▶ Required action
Across the entries that follow, tally every line holding the word "Clone" and reply with the count alone.

▶ Source data
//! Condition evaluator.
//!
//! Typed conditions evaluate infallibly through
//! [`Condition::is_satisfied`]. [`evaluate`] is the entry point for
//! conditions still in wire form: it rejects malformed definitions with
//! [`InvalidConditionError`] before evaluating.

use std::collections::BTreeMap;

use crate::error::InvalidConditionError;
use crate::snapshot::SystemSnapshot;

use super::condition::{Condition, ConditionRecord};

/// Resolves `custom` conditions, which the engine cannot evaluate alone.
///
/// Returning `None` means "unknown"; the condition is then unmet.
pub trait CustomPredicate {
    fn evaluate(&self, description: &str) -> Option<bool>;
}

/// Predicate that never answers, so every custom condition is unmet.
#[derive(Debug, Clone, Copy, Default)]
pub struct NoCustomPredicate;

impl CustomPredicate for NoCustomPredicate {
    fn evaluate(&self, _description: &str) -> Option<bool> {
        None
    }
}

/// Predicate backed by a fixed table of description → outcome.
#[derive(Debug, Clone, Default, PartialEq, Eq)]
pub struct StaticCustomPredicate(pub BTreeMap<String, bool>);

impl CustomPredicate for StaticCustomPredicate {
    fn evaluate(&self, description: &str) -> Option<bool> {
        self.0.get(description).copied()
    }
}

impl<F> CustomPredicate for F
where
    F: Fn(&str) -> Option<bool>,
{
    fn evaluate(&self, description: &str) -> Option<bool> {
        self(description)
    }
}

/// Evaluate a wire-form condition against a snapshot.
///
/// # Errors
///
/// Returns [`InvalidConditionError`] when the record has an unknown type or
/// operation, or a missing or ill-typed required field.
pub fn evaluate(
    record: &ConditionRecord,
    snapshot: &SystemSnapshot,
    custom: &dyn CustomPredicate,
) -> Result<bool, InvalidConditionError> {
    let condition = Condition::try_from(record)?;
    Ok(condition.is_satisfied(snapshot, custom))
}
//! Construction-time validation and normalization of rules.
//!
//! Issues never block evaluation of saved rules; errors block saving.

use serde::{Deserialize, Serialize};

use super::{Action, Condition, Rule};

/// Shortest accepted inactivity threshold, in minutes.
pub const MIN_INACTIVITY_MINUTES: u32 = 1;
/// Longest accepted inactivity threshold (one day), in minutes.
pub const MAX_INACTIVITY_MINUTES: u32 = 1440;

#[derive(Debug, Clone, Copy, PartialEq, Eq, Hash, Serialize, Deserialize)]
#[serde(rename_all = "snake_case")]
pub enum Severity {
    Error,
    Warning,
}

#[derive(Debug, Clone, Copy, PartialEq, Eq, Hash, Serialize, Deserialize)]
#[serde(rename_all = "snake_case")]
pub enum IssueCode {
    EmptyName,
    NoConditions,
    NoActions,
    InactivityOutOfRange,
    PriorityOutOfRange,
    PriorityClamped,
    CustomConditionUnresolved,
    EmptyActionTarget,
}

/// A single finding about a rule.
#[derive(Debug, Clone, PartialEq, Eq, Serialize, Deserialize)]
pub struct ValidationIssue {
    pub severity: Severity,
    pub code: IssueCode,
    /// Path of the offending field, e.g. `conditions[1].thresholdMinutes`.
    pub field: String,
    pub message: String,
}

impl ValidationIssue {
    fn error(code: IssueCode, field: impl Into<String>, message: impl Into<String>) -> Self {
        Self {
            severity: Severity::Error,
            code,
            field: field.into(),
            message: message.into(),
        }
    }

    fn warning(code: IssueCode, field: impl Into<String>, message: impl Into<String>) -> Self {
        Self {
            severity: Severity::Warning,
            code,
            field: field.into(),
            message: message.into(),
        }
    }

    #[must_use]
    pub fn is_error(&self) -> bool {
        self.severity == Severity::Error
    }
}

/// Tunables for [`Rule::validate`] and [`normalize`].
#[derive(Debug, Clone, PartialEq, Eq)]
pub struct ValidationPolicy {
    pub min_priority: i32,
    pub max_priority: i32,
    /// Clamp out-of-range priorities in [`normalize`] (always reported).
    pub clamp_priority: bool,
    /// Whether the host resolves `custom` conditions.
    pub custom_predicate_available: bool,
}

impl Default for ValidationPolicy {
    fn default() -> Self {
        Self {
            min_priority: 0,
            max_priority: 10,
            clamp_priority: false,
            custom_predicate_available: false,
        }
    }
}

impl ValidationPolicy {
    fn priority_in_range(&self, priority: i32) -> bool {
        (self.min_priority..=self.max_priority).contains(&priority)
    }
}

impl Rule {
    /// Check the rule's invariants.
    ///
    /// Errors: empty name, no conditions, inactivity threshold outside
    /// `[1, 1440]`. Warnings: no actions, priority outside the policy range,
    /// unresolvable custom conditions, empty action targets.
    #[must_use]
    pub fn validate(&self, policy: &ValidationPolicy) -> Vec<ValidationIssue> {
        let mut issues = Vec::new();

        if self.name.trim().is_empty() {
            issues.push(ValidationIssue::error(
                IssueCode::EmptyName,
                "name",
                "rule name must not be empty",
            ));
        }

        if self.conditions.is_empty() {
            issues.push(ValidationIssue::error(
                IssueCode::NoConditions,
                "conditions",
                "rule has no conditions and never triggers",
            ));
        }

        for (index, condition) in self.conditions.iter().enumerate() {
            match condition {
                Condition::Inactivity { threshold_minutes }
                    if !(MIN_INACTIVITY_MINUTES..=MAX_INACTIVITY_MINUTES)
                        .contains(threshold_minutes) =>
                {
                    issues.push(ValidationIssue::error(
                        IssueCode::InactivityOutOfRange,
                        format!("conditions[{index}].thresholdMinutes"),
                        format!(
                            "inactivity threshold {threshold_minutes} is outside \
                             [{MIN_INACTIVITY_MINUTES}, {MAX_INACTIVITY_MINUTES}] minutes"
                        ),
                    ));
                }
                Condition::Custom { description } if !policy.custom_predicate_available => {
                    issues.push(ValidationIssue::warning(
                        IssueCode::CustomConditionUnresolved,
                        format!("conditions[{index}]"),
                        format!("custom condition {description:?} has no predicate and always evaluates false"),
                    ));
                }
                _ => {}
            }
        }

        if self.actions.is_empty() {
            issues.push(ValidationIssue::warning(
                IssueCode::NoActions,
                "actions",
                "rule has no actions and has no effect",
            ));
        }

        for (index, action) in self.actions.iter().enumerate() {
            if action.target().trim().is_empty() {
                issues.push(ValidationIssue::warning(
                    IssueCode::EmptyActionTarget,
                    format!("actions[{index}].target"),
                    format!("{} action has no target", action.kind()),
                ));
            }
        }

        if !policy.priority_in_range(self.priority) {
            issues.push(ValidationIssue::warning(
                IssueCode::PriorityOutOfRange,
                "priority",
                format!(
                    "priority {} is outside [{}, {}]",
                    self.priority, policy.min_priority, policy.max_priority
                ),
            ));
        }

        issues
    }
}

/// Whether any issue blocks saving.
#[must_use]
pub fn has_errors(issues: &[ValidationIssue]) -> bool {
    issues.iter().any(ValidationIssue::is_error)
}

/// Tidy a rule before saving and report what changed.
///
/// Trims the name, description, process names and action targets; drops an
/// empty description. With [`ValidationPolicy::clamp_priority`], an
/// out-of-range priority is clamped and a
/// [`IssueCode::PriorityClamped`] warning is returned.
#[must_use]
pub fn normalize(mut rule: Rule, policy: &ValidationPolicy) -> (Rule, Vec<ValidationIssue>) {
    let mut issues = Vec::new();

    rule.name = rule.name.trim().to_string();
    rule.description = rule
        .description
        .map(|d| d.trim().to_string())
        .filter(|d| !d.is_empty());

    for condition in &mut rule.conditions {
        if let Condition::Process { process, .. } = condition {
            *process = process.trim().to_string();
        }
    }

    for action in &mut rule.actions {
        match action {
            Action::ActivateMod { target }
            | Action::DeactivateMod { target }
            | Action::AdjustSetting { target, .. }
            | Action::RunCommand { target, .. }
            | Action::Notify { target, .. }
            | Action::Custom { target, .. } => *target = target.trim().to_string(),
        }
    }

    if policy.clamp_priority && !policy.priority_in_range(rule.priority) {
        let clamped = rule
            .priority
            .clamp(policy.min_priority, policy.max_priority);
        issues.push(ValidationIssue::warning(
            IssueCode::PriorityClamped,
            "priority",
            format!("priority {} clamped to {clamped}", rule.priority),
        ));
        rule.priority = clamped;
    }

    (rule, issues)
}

▶ Task response
6